La impugnación de la Fiscalía, estuvo referida a: a) La inobservancia del at. 279 del CPP, por invasión en la función investigadora por parte del Juez A quo; y, b) Indebida valoración de la prueba. La Acusación particular, reclamó: 1) Falta de congruencia entre los argumentos obtenidos en la resolución a los fines de resolver la probabilidad de autoría, prevista en el art. 233.1 del adjetivo penal; 2) Defectuosa valoración de la prueba, que pretendía enervar el peligro de obstaculización prevista en el art. 235.2 del CPP; 3) Violación del principio de legalidad, ante una errónea interpretación de los arts. 231 bis y 233 del CPP, que derivó en la aplicación de medidas sustitutivas a la detención preventiva; y, 4) Errónea interpretación del art. 234.5 del adjetivo penal. Por su parte, a través de su defensa, reclamaron: i) Violación al principio de legalidad, debido proceso, al incurrir en errónea fundamentación y valoración de la prueba, para fundar la concurrencia del art. 234.7 del CPP; y, ii) Vulneración a los principios de legalidad, seguridad jurídica, errónea fundamentación y valoración de la prueba, con relación al riesgo previsto en el art. 235.5 del CPP.
Las apelaciones fueron resueltas por Iván Sandoval Fuentes, Vocal de la Sala Penal Primera del Tribunal Departamental de Justicia de Chuquisaca –hoy demandado–, quien declaró improcedente la apelación interpuesta por el Ministerio Público; improcedentes los motivos uno y dos de la impugnación planteada por la parte acusadora particular; y, procedente el tres, referido a la ausencia de fundamentación de la Juez de instancia, en cuanto a establecer por qué las medidas impuestas resultarían suficientes; tomando en cuenta las circunstancias del hecho, las personas intervinientes y el resultado que arroja el ilícito reprochable. Y, en cuanto a la apelación de la defensa, la autoridad demandada también la declaró improcedente; señalando en el caso del primer motivo, que el Juez de instancia se basó en meras presunciones o subjetividades, cuando en realidad existía un sustento que eran las declaraciones informativas que daban cuenta que la víctima no fue la única agredida, sino también otras terceras personas. Respecto al segundo motivo, que también fue declarado improcedente; alegando que, no estaba en duda que los investigadores, al igual que los incriminados tenían calidad de policías y eran camaradas, dejando en claro que no existía la subjetividad acusada por el recurrente. Para concluir disponiendo que, en mérito a los fundamentos expuestos en la apelación de la víctima, revocaba el Auto Interlocutorio de 27 de abril de 2022, ordenando la detención preventiva de los imputados, por el plazo de tres meses; señalando a su vez, audiencia para considerar el tiempo de control de la detención preventiva, para el viernes 12 de agosto del mismo año.

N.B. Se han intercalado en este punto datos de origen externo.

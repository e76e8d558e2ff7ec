//! Host command execution.

use crate::error::CommandError;
use async_trait::async_trait;
use std::fmt;
use std::process::Stdio;
use tokio::process::Command;

/// A program invocation on the host.
#[derive(Debug, Clone, PartialEq, Eq)]
pub struct HostCommand {
    pub program: String,
    pub args: Vec<String>,
}

impl HostCommand {
    pub fn new(program: impl Into<String>) -> Self {
        Self {
            program: program.into(),
            args: Vec::new(),
        }
    }

    pub fn arg(mut self, arg: impl Into<String>) -> Self {
        self.args.push(arg.into());
        self
    }

    pub fn args<I, S>(mut self, args: I) -> Self
    where
        I: IntoIterator<Item = S>,
        S: Into<String>,
    {
        self.args.extend(args.into_iter().map(Into::into));
        self
    }
}

impl fmt::Display for HostCommand {
    fn fmt(&self, f: &mut fmt::Formatter<'_>) -> fmt::Result {
        f.write_str(&self.program)?;
        for arg in &self.args {
            write!(f, " {arg}")?;
        }
        Ok(())
    }
}

/// Runs host commands to completion.
#[async_trait(?Send)]
pub trait CommandRunner {
    /// Run `command` and wait for it to exit.
    ///
    /// # Errors
    /// Returns `CommandError` if the program cannot be spawned or exits
    /// unsuccessfully.
    async fn run(&self, command: &HostCommand) -> Result<(), CommandError>;
}

/// Runs commands as child processes, streaming all their output to stderr.
#[derive(Debug, Clone, Copy, Default)]
pub struct SystemRunner;

#[async_trait(?Send)]
impl CommandRunner for SystemRunner {
    async fn run(&self, command: &HostCommand) -> Result<(), CommandError> {
        tracing::info!(command = %command, "Running host command");

        let status = Command::new(&command.program)
            .args(&command.args)
            .stdin(Stdio::null())
            .stdout(std::io::stderr())
            .stderr(Stdio::inherit())
            .status()
            .await
            .map_err(|source| CommandError::Spawn {
                command: command.clone(),
                source,
            })?;

        if !status.success() {
            return Err(CommandError::Failed {
                command: command.clone(),
                status,
            });
        }
        Ok(())
    }
}
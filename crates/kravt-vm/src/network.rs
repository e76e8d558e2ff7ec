//! Bridged networking parameters for a guest.

use crate::error::{Result, VmError};
use std::net::Ipv4Addr;

/// Default name of the host bridge device.
pub const DEFAULT_BRIDGE_NAME: &str = "virbr0";
/// Default guest address on the bridge.
pub const DEFAULT_GUEST_ADDR: Ipv4Addr = Ipv4Addr::new(172, 44, 0, 2);
/// Default gateway address, assigned to the bridge itself.
pub const DEFAULT_GATEWAY_ADDR: Ipv4Addr = Ipv4Addr::new(172, 44, 0, 1);
/// Default subnet mask.
pub const DEFAULT_NETMASK: Ipv4Addr = Ipv4Addr::new(255, 255, 255, 0);

/// Kernel limit on interface names, excluding the trailing NUL.
pub const MAX_IFNAME_LEN: usize = 15;

/// A request to attach the guest to a host bridge.
///
/// Construction validates every field, so a `NetworkIntent` always carries a
/// contiguous netmask and its derived prefix length.
#[derive(Debug, Clone, PartialEq, Eq)]
pub struct NetworkIntent {
    bridge_name: String,
    guest_addr: Ipv4Addr,
    gateway_addr: Ipv4Addr,
    netmask: Ipv4Addr,
    prefix_len: u8,
}

impl Default for NetworkIntent {
    fn default() -> Self {
        Self {
            bridge_name: DEFAULT_BRIDGE_NAME.to_string(),
            guest_addr: DEFAULT_GUEST_ADDR,
            gateway_addr: DEFAULT_GATEWAY_ADDR,
            netmask: DEFAULT_NETMASK,
            prefix_len: 24,
        }
    }
}

impl NetworkIntent {
    /// Create an intent from already-parsed addresses.
    ///
    /// # Errors
    /// Returns `VmError::Validation` if the bridge name is unusable or the
    /// netmask is not a contiguous prefix mask.
    pub fn new(
        bridge_name: impl Into<String>,
        guest_addr: Ipv4Addr,
        gateway_addr: Ipv4Addr,
        netmask: Ipv4Addr,
    ) -> Result<Self> {
        let bridge_name = bridge_name.into();
        validate_bridge_name(&bridge_name)?;

        let prefix_len = derive_prefix_len(netmask).ok_or_else(|| {
            VmError::Validation(format!("invalid IPv4 subnet mask: {netmask}"))
        })?;

        Ok(Self {
            bridge_name,
            guest_addr,
            gateway_addr,
            netmask,
            prefix_len,
        })
    }

    /// Create an intent from dotted-quad strings, as supplied on the command line.
    pub fn parse(bridge_name: &str, guest: &str, gateway: &str, netmask: &str) -> Result<Self> {
        let guest_addr = parse_addr(guest, "guest IPv4 address")?;
        let gateway_addr = parse_addr(gateway, "gateway IPv4 address")?;
        let netmask_addr = parse_addr(netmask, "IPv4 subnet mask")?;
        Self::new(bridge_name, guest_addr, gateway_addr, netmask_addr)
    }

    pub fn bridge_name(&self) -> &str {
        &self.bridge_name
    }

    pub fn guest_addr(&self) -> Ipv4Addr {
        self.guest_addr
    }

    pub fn gateway_addr(&self) -> Ipv4Addr {
        self.gateway_addr
    }

    pub fn netmask(&self) -> Ipv4Addr {
        self.netmask
    }

    /// Number of leading one-bits in the netmask.
    pub fn prefix_len(&self) -> u8 {
        self.prefix_len
    }

    /// Gateway address in CIDR notation, e.g. `172.44.0.1/24`.
    pub fn gateway_cidr(&self) -> String {
        format!("{}/{}", self.gateway_addr, self.prefix_len)
    }

    /// Kernel command-line tokens telling the guest how to configure its NIC.
    ///
    /// Order is fixed: guest address, gateway, subnet mask.
    pub fn boot_args(&self) -> [String; 3] {
        [
            format!("netdev.ipv4_addr={}", self.guest_addr),
            format!("netdev.ipv4_gw_addr={}", self.gateway_addr),
            format!("netdev.ipv4_subnet_mask={}", self.netmask),
        ]
    }
}

/// Convert a netmask to its prefix length.
///
/// Returns `None` if the one-bits of the mask are not contiguous from the top.
pub fn derive_prefix_len(mask: Ipv4Addr) -> Option<u8> {
    let bits = u32::from(mask);
    let host_bits = !bits;
    // A valid mask's host part is of the form 2^k - 1.
    if host_bits & host_bits.wrapping_add(1) != 0 {
        return None;
    }
    Some(bits.leading_ones() as u8)
}

fn parse_addr(value: &str, what: &str) -> Result<Ipv4Addr> {
    value
        .trim()
        .parse()
        .map_err(|_| VmError::Validation(format!("invalid {what}: {value:?}")))
}

fn validate_bridge_name(name: &str) -> Result<()> {
    if name.is_empty() {
        return Err(VmError::Validation("bridge name must not be empty".into()));
    }
    if name.len() > MAX_IFNAME_LEN {
        return Err(VmError::Validation(format!(
            "bridge name {name:?} exceeds {MAX_IFNAME_LEN} bytes"
        )));
    }
    if name.chars().any(|c| c.is_whitespace() || c == '/') {
        return Err(VmError::Validation(format!(
            "bridge name {name:?} contains invalid characters"
        )));
    }
    Ok(())
}
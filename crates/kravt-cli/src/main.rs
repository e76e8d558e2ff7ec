//! kravt entry point.
//!
//! Defines, starts, inspects and removes kernel-booted domains, creating and
//! removing their host bridge alongside. One command runs per invocation;
//! nothing is remembered between runs.

mod commands;

use clap::Parser;
use commands::Command;
use kravt_core::{BridgeProvisioner, KravtConfig, LifecycleController, SystemRunner};
use std::process::ExitCode;
use tracing_subscriber::{layer::SubscriberExt, util::SubscriberInitExt, EnvFilter};

#[derive(Parser, Debug)]
#[command(name = "kravt", version, about)]
struct Opts {
    /// Hypervisor connection URI
    ///
    /// Overrides `KRAVT_CONNECT`.
    #[arg(long, global = true)]
    connect: Option<String>,

    /// Log at debug level
    #[arg(short, long, global = true)]
    verbose: bool,

    #[command(subcommand)]
    command: Command,
}

fn main() -> ExitCode {
    let opts = Opts::parse();

    if let Err(e) = init_tracing(opts.verbose) {
        eprintln!("Error: failed to initialise logging: {e}");
        return ExitCode::FAILURE;
    }

    let runtime = match tokio::runtime::Builder::new_current_thread()
        .enable_all()
        .build()
    {
        Ok(runtime) => runtime,
        Err(e) => {
            eprintln!("Error: failed to start runtime: {e}");
            return ExitCode::FAILURE;
        }
    };

    match runtime.block_on(run(opts)) {
        Ok(()) => ExitCode::SUCCESS,
        Err(e) => {
            eprintln!("Error: {e:#}");
            ExitCode::FAILURE
        }
    }
}

fn init_tracing(verbose: bool) -> anyhow::Result<()> {
    // Logs go to stderr; stdout carries command results.
    let level = if verbose { "debug" } else { "info" };
    tracing_subscriber::registry()
        .with(EnvFilter::from_default_env().add_directive(format!("kravt={level}").parse()?))
        .with(tracing_subscriber::fmt::layer().with_writer(std::io::stderr))
        .try_init()?;
    Ok(())
}

/// Environment configuration with command-line overrides applied.
fn load_config(connect: Option<String>) -> KravtConfig {
    let config = KravtConfig::from_env();
    match connect {
        Some(uri) => config.with_connect_uri(uri),
        None => config,
    }
}

async fn run(opts: Opts) -> anyhow::Result<()> {
    let config = load_config(opts.connect);
    config.validate()?;
    tracing::debug!(?config, "Configuration loaded");

    let network = BridgeProvisioner::new(SystemRunner)
        .sudo(config.use_sudo)
        .ip_program(&config.ip_program);
    let hypervisor = open_hypervisor(&config).await?;

    // The connection lives exactly as long as the controller.
    let controller = LifecycleController::new(hypervisor, network);
    commands::execute(opts.command, &controller).await
}

#[cfg(not(feature = "libvirt"))]
async fn open_hypervisor(config: &KravtConfig) -> kravt_vm::Result<kravt_vm::VirshHypervisor> {
    kravt_vm::VirshHypervisor::connect(&config.virsh_program, &config.connect_uri).await
}

#[cfg(feature = "libvirt")]
async fn open_hypervisor(config: &KravtConfig) -> kravt_vm::Result<kravt_vm::LibvirtHypervisor> {
    kravt_vm::LibvirtHypervisor::open(&config.connect_uri)
}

La Resolución de alzada, incurrió en errónea fundamentación, al fundar el riesgo procesal del art. 234.7 del CPP, pues lo hizo utilizando el hecho denunciado, como si éste por sí solo constituyera un peligro de fuga; es decir, al igual que el Juez de instancia, consideró concurrente el riesgo procesal de fuga, por la supuesta acción que desplegaron al momento de la presunta comisión del delito, alegando que no solo la víctima había sido agredida, sino también otras personas, fundando en los hechos que se investigaban, contradiciendo lo establecido en la SCP 0975/2016-S3 de 16 de septiembre; convirtiéndose en una resolución arbitraria, carente de motivación y fundamentación debida. Asimismo, respecto al peligro efectivo para la sociedad, estableció que el testigo Rudy Pérez Cruz, también había sido agredido, sin que exista evidencia objetiva que demuestre que ambos imputados hubieren agredido al mencionado; en consecuencia, la aseveración vertida por la autoridad demandada, incurrió en indebida fundamentación al no hacer una adecuada valoración de los elementos probatorios, cuya examinación ahora exigen; y carece de veracidad, al basar su decisión en pruebas (certificados médicos forenses, actas de entrevistas informativas policiales de los testigos e imputación formal), que reflejaban un hecho diferente al utilizado como argumento.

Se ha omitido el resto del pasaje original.